● Task to carry out:
Please go through the records below and return every line holding the word "trim".

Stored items
· · · ·

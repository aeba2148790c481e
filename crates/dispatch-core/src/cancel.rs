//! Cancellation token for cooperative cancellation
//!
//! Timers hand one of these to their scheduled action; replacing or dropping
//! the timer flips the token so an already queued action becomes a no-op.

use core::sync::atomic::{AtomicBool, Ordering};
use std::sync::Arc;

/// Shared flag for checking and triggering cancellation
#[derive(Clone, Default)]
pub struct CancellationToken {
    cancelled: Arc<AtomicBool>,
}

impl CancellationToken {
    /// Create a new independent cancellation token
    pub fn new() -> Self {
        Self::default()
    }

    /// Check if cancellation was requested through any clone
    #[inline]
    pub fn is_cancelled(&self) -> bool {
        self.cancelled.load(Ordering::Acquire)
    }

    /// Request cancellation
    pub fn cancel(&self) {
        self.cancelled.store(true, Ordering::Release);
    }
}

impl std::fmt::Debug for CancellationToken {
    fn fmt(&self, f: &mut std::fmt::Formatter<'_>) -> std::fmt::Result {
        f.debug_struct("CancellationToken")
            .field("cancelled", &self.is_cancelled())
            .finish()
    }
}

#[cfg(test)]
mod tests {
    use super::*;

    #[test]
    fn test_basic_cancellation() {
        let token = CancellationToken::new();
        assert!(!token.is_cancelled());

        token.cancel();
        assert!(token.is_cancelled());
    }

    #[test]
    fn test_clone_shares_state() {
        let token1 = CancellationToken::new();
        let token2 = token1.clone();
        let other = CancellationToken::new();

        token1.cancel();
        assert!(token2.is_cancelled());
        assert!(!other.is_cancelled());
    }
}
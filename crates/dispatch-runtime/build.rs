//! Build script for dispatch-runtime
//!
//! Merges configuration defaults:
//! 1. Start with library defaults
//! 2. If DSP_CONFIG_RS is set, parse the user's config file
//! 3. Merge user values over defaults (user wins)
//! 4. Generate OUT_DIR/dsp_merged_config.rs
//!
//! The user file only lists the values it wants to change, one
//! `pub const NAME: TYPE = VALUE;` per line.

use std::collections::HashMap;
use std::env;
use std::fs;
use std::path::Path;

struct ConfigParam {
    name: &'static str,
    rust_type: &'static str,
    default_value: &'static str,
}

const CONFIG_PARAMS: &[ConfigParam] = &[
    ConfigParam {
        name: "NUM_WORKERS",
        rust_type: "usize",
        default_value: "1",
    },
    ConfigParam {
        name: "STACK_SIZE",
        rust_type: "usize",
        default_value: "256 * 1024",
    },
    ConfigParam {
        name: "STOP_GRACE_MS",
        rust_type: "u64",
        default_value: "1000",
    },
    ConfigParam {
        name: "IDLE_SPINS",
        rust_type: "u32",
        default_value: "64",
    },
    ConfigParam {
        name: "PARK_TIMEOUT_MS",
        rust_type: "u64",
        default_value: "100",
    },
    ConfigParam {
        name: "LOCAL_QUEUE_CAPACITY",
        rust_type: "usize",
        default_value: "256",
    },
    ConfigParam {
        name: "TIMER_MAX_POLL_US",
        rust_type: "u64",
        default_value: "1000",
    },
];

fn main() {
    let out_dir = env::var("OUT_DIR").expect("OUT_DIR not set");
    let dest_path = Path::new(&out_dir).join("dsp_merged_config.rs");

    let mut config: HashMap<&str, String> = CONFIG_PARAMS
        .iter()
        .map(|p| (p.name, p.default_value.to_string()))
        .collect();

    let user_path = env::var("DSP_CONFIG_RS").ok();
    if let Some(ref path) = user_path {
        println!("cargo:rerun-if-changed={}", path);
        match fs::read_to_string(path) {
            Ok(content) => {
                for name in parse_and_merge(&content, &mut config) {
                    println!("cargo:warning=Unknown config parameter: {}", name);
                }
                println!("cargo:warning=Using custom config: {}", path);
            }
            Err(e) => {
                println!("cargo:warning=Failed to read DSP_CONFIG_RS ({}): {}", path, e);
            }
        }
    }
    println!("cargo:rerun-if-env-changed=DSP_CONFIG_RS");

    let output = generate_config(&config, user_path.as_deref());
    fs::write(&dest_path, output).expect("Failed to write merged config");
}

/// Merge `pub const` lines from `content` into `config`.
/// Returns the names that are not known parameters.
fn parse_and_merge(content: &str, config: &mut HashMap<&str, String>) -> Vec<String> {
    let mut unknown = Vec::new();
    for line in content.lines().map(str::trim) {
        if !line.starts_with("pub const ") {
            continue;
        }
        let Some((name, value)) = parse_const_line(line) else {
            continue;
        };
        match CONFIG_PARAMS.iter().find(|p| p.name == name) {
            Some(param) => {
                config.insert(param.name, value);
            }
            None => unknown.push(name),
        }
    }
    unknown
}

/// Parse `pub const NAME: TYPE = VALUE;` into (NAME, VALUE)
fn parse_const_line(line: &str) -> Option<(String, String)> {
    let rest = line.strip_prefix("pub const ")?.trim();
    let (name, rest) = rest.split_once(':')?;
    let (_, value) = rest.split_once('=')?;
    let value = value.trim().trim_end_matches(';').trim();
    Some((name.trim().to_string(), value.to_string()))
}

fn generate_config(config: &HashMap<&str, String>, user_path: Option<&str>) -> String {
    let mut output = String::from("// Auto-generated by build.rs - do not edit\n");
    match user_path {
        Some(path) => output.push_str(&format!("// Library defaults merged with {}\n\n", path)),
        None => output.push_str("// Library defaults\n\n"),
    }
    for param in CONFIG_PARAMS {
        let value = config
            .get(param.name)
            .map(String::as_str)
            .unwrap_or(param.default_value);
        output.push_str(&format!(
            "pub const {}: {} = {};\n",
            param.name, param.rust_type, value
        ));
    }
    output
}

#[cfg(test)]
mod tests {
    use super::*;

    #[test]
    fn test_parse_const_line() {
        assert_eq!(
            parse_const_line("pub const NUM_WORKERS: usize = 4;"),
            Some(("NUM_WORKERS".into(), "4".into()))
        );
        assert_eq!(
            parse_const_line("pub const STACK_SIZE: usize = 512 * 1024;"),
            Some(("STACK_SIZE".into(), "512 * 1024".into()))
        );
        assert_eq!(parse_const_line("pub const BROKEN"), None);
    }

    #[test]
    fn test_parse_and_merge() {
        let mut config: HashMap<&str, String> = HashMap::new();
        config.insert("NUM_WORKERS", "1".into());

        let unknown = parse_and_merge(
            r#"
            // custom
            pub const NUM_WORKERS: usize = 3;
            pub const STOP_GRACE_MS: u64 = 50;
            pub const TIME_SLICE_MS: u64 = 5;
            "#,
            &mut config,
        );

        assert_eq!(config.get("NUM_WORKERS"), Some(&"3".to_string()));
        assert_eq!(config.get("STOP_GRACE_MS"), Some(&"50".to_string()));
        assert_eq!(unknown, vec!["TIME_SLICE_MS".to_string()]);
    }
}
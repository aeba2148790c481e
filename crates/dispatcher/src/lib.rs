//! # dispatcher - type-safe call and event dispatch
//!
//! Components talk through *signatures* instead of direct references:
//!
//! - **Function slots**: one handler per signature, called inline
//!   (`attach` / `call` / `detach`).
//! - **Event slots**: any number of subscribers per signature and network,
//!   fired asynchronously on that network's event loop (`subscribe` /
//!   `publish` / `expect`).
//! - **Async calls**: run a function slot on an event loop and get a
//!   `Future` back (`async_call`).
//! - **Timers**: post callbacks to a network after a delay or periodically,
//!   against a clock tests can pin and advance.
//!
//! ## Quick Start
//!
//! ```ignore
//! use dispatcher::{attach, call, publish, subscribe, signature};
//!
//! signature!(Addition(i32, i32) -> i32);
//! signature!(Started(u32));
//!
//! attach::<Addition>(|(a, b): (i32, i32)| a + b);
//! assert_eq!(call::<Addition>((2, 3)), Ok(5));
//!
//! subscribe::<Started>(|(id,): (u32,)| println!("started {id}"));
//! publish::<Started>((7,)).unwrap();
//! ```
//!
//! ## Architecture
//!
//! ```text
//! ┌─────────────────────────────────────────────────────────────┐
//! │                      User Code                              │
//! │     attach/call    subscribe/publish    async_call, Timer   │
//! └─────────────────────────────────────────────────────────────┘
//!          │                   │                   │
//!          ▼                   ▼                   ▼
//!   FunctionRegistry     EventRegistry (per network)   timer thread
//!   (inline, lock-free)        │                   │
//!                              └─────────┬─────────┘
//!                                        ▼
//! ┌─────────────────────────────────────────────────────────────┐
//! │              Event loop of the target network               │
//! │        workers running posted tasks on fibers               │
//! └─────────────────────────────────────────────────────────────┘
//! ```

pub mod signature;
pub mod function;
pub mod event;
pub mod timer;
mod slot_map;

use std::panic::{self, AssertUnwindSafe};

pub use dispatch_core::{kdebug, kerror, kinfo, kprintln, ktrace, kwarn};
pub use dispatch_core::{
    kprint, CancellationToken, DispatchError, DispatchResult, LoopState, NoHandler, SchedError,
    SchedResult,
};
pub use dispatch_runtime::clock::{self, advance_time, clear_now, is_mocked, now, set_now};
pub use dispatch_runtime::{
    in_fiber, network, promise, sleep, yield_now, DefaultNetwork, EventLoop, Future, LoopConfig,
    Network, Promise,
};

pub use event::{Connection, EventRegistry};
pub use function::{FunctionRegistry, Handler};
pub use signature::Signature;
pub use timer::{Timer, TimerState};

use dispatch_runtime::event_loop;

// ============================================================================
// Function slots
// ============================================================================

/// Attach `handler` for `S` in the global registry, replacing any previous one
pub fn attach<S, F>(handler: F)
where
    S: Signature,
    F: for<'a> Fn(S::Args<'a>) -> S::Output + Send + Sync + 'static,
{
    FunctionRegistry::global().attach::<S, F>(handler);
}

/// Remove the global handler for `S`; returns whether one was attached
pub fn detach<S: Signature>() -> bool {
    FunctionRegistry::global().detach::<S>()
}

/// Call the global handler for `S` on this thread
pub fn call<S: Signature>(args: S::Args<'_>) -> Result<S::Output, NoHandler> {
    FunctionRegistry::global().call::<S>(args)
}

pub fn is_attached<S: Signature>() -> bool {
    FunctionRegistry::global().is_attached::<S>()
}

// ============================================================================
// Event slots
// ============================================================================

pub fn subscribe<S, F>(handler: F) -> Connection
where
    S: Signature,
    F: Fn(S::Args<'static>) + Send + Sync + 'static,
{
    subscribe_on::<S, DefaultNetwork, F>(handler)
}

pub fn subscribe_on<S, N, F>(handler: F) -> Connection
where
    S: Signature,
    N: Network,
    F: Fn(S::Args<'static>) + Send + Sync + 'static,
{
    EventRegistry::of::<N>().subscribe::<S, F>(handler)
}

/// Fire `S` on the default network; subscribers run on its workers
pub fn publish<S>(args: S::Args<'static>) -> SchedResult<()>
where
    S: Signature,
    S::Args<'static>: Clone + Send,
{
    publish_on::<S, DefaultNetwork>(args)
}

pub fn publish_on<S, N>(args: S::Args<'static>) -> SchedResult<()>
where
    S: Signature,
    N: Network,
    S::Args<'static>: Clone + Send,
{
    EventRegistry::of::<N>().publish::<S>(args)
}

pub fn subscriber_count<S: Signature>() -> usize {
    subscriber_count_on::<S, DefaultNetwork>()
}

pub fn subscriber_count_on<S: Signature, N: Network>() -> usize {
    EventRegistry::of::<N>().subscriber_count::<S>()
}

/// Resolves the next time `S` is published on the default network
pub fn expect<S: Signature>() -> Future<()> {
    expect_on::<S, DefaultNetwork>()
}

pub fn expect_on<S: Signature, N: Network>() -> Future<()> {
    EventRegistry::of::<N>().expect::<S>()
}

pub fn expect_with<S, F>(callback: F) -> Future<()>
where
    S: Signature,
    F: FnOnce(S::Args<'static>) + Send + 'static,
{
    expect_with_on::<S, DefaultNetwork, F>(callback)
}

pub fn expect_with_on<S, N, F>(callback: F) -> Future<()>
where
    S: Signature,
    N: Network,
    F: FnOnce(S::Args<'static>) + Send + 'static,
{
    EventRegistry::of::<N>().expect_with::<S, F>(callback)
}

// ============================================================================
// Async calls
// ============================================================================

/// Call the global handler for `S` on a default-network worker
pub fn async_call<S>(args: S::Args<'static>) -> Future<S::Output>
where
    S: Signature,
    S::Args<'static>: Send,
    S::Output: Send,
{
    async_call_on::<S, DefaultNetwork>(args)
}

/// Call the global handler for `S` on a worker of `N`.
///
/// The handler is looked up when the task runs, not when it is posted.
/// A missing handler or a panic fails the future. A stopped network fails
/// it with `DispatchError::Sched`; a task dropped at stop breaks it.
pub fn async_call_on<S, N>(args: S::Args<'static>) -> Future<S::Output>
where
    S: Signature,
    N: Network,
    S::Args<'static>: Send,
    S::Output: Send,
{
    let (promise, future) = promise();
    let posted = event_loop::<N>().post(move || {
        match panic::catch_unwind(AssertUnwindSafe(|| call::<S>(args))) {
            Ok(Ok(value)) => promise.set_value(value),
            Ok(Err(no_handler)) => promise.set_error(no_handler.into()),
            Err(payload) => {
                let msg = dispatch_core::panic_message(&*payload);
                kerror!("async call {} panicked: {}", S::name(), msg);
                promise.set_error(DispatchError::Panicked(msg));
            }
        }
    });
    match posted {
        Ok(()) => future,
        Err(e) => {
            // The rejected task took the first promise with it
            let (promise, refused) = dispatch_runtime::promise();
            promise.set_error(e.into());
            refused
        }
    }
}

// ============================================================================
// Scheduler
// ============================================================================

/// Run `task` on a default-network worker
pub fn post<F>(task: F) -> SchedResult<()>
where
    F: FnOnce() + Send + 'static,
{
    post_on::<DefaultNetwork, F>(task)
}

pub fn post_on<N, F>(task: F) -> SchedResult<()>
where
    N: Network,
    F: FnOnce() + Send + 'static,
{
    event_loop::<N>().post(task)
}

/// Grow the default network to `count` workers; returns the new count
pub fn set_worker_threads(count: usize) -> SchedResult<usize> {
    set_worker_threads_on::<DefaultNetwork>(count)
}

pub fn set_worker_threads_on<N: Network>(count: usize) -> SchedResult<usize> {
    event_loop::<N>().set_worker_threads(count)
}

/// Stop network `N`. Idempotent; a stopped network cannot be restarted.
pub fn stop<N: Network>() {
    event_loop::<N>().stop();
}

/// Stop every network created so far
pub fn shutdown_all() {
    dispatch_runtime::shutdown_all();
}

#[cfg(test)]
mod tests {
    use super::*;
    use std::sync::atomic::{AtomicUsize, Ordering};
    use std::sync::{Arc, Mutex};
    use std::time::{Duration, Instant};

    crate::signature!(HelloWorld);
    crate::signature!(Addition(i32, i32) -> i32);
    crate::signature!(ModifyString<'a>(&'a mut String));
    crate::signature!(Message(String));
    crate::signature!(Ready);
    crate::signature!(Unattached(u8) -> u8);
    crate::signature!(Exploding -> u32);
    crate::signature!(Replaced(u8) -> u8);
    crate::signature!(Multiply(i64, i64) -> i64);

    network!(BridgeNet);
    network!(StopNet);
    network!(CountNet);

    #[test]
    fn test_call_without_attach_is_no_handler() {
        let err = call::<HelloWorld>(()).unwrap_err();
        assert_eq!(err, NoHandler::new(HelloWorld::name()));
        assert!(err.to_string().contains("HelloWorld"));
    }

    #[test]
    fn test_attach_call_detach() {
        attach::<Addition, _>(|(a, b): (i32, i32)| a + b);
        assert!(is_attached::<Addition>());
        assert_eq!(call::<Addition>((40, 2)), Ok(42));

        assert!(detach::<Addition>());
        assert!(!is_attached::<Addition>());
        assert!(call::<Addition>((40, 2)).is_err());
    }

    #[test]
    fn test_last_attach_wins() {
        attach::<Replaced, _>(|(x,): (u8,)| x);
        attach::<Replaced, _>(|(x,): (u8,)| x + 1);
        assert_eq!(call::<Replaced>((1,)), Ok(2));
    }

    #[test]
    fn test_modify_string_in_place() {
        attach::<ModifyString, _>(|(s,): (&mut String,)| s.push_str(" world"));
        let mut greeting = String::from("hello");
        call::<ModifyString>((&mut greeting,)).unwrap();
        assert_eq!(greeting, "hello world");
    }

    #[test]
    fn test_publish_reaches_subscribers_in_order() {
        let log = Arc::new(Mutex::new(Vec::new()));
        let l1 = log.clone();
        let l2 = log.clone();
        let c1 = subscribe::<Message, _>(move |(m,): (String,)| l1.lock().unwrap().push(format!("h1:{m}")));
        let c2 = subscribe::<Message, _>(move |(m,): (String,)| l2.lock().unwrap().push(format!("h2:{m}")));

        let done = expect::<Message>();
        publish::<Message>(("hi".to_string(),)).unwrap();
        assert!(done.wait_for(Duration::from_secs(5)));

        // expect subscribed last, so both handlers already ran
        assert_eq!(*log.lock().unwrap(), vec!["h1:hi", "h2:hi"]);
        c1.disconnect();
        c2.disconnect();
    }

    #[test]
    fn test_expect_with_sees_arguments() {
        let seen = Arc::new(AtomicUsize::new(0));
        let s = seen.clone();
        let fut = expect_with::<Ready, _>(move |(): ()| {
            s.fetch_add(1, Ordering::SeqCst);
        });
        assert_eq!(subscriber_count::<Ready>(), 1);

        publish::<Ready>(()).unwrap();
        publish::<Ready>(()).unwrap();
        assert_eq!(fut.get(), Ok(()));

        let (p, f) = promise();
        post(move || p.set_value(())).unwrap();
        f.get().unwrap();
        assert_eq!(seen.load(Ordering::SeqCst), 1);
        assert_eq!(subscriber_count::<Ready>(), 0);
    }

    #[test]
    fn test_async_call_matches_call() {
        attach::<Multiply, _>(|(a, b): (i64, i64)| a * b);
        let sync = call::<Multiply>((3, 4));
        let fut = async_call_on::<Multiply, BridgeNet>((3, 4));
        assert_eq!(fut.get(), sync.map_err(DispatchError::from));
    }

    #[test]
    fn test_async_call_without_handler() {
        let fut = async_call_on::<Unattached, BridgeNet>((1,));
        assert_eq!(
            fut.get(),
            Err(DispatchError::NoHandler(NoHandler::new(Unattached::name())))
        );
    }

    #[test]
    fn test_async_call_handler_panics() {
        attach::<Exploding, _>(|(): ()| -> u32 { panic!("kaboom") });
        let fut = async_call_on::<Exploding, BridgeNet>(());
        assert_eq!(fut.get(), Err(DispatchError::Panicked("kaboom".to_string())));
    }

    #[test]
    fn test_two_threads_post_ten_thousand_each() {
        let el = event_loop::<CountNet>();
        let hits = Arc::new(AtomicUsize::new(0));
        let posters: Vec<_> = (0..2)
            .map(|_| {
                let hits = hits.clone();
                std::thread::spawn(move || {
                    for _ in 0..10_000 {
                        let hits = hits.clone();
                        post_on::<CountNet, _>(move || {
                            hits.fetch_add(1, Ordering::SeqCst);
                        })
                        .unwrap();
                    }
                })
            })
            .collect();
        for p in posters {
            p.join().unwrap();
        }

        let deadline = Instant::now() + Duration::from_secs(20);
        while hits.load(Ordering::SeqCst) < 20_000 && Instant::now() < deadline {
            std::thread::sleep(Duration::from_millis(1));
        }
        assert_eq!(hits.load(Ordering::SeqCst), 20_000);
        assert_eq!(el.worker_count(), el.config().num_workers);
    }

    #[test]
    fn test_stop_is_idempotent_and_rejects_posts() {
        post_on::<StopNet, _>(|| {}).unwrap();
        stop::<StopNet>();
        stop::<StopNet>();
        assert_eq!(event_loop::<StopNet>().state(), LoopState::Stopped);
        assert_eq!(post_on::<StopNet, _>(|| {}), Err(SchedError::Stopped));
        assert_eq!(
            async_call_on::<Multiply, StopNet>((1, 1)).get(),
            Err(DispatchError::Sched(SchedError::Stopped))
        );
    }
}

· · · ·

● The completed task:
    for line in content.lines().map(str::trim) {
    let rest = line.strip_prefix("pub const ")?.trim();
    let value = value.trim().trim_end_matches(';').trim();
    Some((name.trim().to_string(), value.to_string()))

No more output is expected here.